§ **Exercise**
The listing should be returned in its entirety, exactly as given.

§ **Stored data**
==============================

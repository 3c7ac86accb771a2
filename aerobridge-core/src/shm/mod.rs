//! Shared-memory publisher.
//!
//! The snapshot record lives in a file-backed mapping so external processes
//! can `mmap` the same bytes. On Linux the file sits in `/dev/shm` (the same
//! convention the huginn-style feeds use); elsewhere it falls back to the
//! temp directory. The region name is part of the public ABI, as is the
//! sidecar descriptor that tells consumers where every variable lives.

pub mod sidecar;

pub use sidecar::{write_sidecar, OffsetsDocument, SIDECAR_NAME};

use crate::snapshot::{snapshot_size, TelemetrySnapshot};
use anyhow::{Context, Result};
use memmap2::MmapMut;
use std::fs::{File, OpenOptions};
use std::path::{Path, PathBuf};
use tracing::{debug, info};

/// Public name of the shared region.
pub const REGION_NAME: &str = "AeroflyBridgeData";

/// Default directory for the region file.
pub fn default_region_dir() -> PathBuf {
    #[cfg(target_os = "linux")]
    {
        PathBuf::from("/dev/shm")
    }
    #[cfg(not(target_os = "linux"))]
    {
        std::env::temp_dir()
    }
}

/// Owns the mapped snapshot region. Single writer: the host thread mutates
/// the snapshot through [`Self::snapshot_mut`]; external readers map the
/// same file read-only and follow the validity gate.
pub struct SharedMemoryPublisher {
    map: MmapMut,
    path: PathBuf,
    _file: File,
}

impl SharedMemoryPublisher {
    /// Create (or recreate) the region under the default directory.
    pub fn create() -> Result<Self> {
        Self::create_in(&default_region_dir())
    }

    /// Create the region file inside `dir`. The file is truncated to exactly
    /// the snapshot size and starts zeroed, which is a valid initial record.
    pub fn create_in(dir: &Path) -> Result<Self> {
        let path = dir.join(REGION_NAME);
        let file = OpenOptions::new()
            .read(true)
            .write(true)
            .create(true)
            .truncate(true)
            .open(&path)
            .with_context(|| format!("failed to create shared region at {}", path.display()))?;

        let size = snapshot_size();
        file.set_len(size as u64)
            .context("failed to size shared region")?;

        let map = unsafe { MmapMut::map_mut(&file) }.context("failed to map shared region")?;
        assert!(map.len() >= size);
        assert_eq!(
            map.as_ptr() as usize % std::mem::align_of::<TelemetrySnapshot>(),
            0,
            "mapping is not aligned for the snapshot record"
        );

        let mut publisher = Self {
            map,
            path,
            _file: file,
        };
        publisher.snapshot_mut().init_in_place();

        info!(
            path = %publisher.path.display(),
            bytes = size,
            "shared memory region created"
        );
        Ok(publisher)
    }

    #[inline]
    pub fn snapshot(&self) -> &TelemetrySnapshot {
        // SAFETY: the mapping is at least snapshot_size() bytes, aligned
        // (asserted at creation), and every bit pattern is a valid record.
        unsafe { &*(self.map.as_ptr() as *const TelemetrySnapshot) }
    }

    #[inline]
    pub fn snapshot_mut(&mut self) -> &mut TelemetrySnapshot {
        // SAFETY: as above; &mut self guarantees writer exclusivity in-process.
        unsafe { &mut *(self.map.as_mut_ptr() as *mut TelemetrySnapshot) }
    }

    pub fn path(&self) -> &Path {
        &self.path
    }

    /// Unmap and remove the region file. Called on shutdown; dropping the
    /// publisher without closing leaves the file behind for late readers.
    pub fn close(self) {
        let path = self.path.clone();
        drop(self.map);
        if let Err(e) = std::fs::remove_file(&path) {
            debug!(path = %path.display(), error = %e, "could not remove region file");
        }
    }
}

#[cfg(test)]
mod tests {
    use super::*;
    use crate::snapshot::LAYOUT_VERSION;

    #[test]
    fn test_region_created_and_initialized() {
        let dir = tempfile::tempdir().unwrap();
        let publisher = SharedMemoryPublisher::create_in(dir.path()).unwrap();

        assert!(publisher.path().exists());
        assert_eq!(
            std::fs::metadata(publisher.path()).unwrap().len(),
            snapshot_size() as u64
        );
        let snapshot = publisher.snapshot();
        assert!(!snapshot.is_valid());
        assert_eq!(snapshot.header.layout_version, LAYOUT_VERSION);
    }

    #[test]
    fn test_writes_reach_the_backing_bytes() {
        let dir = tempfile::tempdir().unwrap();
        let mut publisher = SharedMemoryPublisher::create_in(dir.path()).unwrap();

        let index = crate::registry::registry()
            .index_of_name("Aircraft.Altitude")
            .unwrap();
        let snapshot = publisher.snapshot_mut();
        snapshot.begin_update();
        snapshot.set_scalar(index, 1066.8);
        snapshot.commit_update(1);

        let offset = crate::snapshot::scalar_array_offset() + 8 * index;
        let raw = &publisher.map[offset..offset + 8];
        assert_eq!(f64::from_le_bytes(raw.try_into().unwrap()), 1066.8);
    }

    #[test]
    fn test_close_removes_region_file() {
        let dir = tempfile::tempdir().unwrap();
        let publisher = SharedMemoryPublisher::create_in(dir.path()).unwrap();
        let path = publisher.path().to_path_buf();
        publisher.close();
        assert!(!path.exists());
    }

    #[test]
    fn test_recreate_over_existing_region() {
        let dir = tempfile::tempdir().unwrap();
        {
            let mut publisher = SharedMemoryPublisher::create_in(dir.path()).unwrap();
            let snapshot = publisher.snapshot_mut();
            snapshot.begin_update();
            snapshot.set_scalar(0, 5.0);
            snapshot.commit_update(1);
        }
        // A second bridge instance truncates and starts clean.
        let publisher = SharedMemoryPublisher::create_in(dir.path()).unwrap();
        assert_eq!(publisher.snapshot().scalar(0), 0.0);
        assert!(!publisher.snapshot().is_valid());
    }
}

==============================

§ **Answer to the exercise**
repository 3c7ac86accb771a2
filename aerobridge-core/src/shm/mod.rs
//! Shared-memory publisher.
//!
//! The snapshot record lives in a file-backed mapping so external processes
//! can `mmap` the same bytes. On Linux the file sits in `/dev/shm` (the same
//! convention the huginn-style feeds use); elsewhere it falls back to the
//! temp directory. The region name is part of the public ABI, as is the
//! sidecar descriptor that tells consumers where every variable lives.

pub mod sidecar;

pub use sidecar::{write_sidecar, OffsetsDocument, SIDECAR_NAME};

use crate::snapshot::{snapshot_size, TelemetrySnapshot};
use anyhow::{Context, Result};
use memmap2::MmapMut;
use std::fs::{File, OpenOptions};
use std::path::{Path, PathBuf};
use tracing::{debug, info};

/// Public name of the shared region.
pub const REGION_NAME: &str = "AeroflyBridgeData";

/// Default directory for the region file.
pub fn default_region_dir() -> PathBuf {
    #[cfg(target_os = "linux")]
    {
        PathBuf::from("/dev/shm")
    }
    #[cfg(not(target_os = "linux"))]
    {
        std::env::temp_dir()
    }
}

/// Owns the mapped snapshot region. Single writer: the host thread mutates
/// the snapshot through [`Self::snapshot_mut`]; external readers map the
/// same file read-only and follow the validity gate.
pub struct SharedMemoryPublisher {
    map: MmapMut,
    path: PathBuf,
    _file: File,
}

impl SharedMemoryPublisher {
    /// Create (or recreate) the region under the default directory.
    pub fn create() -> Result<Self> {
        Self::create_in(&default_region_dir())
    }

    /// Create the region file inside `dir`. The file is truncated to exactly
    /// the snapshot size and starts zeroed, which is a valid initial record.
    pub fn create_in(dir: &Path) -> Result<Self> {
        let path = dir.join(REGION_NAME);
        let file = OpenOptions::new()
            .read(true)
            .write(true)
            .create(true)
            .truncate(true)
            .open(&path)
            .with_context(|| format!("failed to create shared region at {}", path.display()))?;

        let size = snapshot_size();
        file.set_len(size as u64)
            .context("failed to size shared region")?;

        let map = unsafe { MmapMut::map_mut(&file) }.context("failed to map shared region")?;
        assert!(map.len() >= size);
        assert_eq!(
            map.as_ptr() as usize % std::mem::align_of::<TelemetrySnapshot>(),
            0,
            "mapping is not aligned for the snapshot record"
        );

        let mut publisher = Self {
            map,
            path,
            _file: file,
        };
        publisher.snapshot_mut().init_in_place();

        info!(
            path = %publisher.path.display(),
            bytes = size,
            "shared memory region created"
        );
        Ok(publisher)
    }

    #[inline]
    pub fn snapshot(&self) -> &TelemetrySnapshot {
        // SAFETY: the mapping is at least snapshot_size() bytes, aligned
        // (asserted at creation), and every bit pattern is a valid record.
        unsafe { &*(self.map.as_ptr() as *const TelemetrySnapshot) }
    }

    #[inline]
    pub fn snapshot_mut(&mut self) -> &mut TelemetrySnapshot {
        // SAFETY: as above; &mut self guarantees writer exclusivity in-process.
        unsafe { &mut *(self.map.as_mut_ptr() as *mut TelemetrySnapshot) }
    }

    pub fn path(&self) -> &Path {
        &self.path
    }

    /// Unmap and remove the region file. Called on shutdown; dropping the
    /// publisher without closing leaves the file behind for late readers.
    pub fn close(self) {
        let path = self.path.clone();
        drop(self.map);
        if let Err(e) = std::fs::remove_file(&path) {
            debug!(path = %path.display(), error = %e, "could not remove region file");
        }
    }
}

#[cfg(test)]
mod tests {
    use super::*;
    use crate::snapshot::LAYOUT_VERSION;

    #[test]
    fn test_region_created_and_initialized() {
        let dir = tempfile::tempdir().unwrap();
        let publisher = SharedMemoryPublisher::create_in(dir.path()).unwrap();

        assert!(publisher.path().exists());
        assert_eq!(
            std::fs::metadata(publisher.path()).unwrap().len(),
            snapshot_size() as u64
        );
        let snapshot = publisher.snapshot();
        assert!(!snapshot.is_valid());
        assert_eq!(snapshot.header.layout_version, LAYOUT_VERSION);
    }

    #[test]
    fn test_writes_reach_the_backing_bytes() {
        let dir = tempfile::tempdir().unwrap();
        let mut publisher = SharedMemoryPublisher::create_in(dir.path()).unwrap();

        let index = crate::registry::registry()
            .index_of_name("Aircraft.Altitude")
            .unwrap();
        let snapshot = publisher.snapshot_mut();
        snapshot.begin_update();
        snapshot.set_scalar(index, 1066.8);
        snapshot.commit_update(1);

        let offset = crate::snapshot::scalar_array_offset() + 8 * index;
        let raw = &publisher.map[offset..offset + 8];
        assert_eq!(f64::from_le_bytes(raw.try_into().unwrap()), 1066.8);
    }

    #[test]
    fn test_close_removes_region_file() {
        let dir = tempfile::tempdir().unwrap();
        let publisher = SharedMemoryPublisher::create_in(dir.path()).unwrap();
        let path = publisher.path().to_path_buf();
        publisher.close();
        assert!(!path.exists());
    }

    #[test]
    fn test_recreate_over_existing_region() {
        let dir = tempfile::tempdir().unwrap();
        {
            let mut publisher = SharedMemoryPublisher::create_in(dir.path()).unwrap();
            let snapshot = publisher.snapshot_mut();
            snapshot.begin_update();
            snapshot.set_scalar(0, 5.0);
            snapshot.commit_update(1);
        }
        // A second bridge instance truncates and starts clean.
        let publisher = SharedMemoryPublisher::create_in(dir.path()).unwrap();
        assert_eq!(publisher.snapshot().scalar(0), 0.0);
        assert!(!publisher.snapshot().is_valid());
    }
}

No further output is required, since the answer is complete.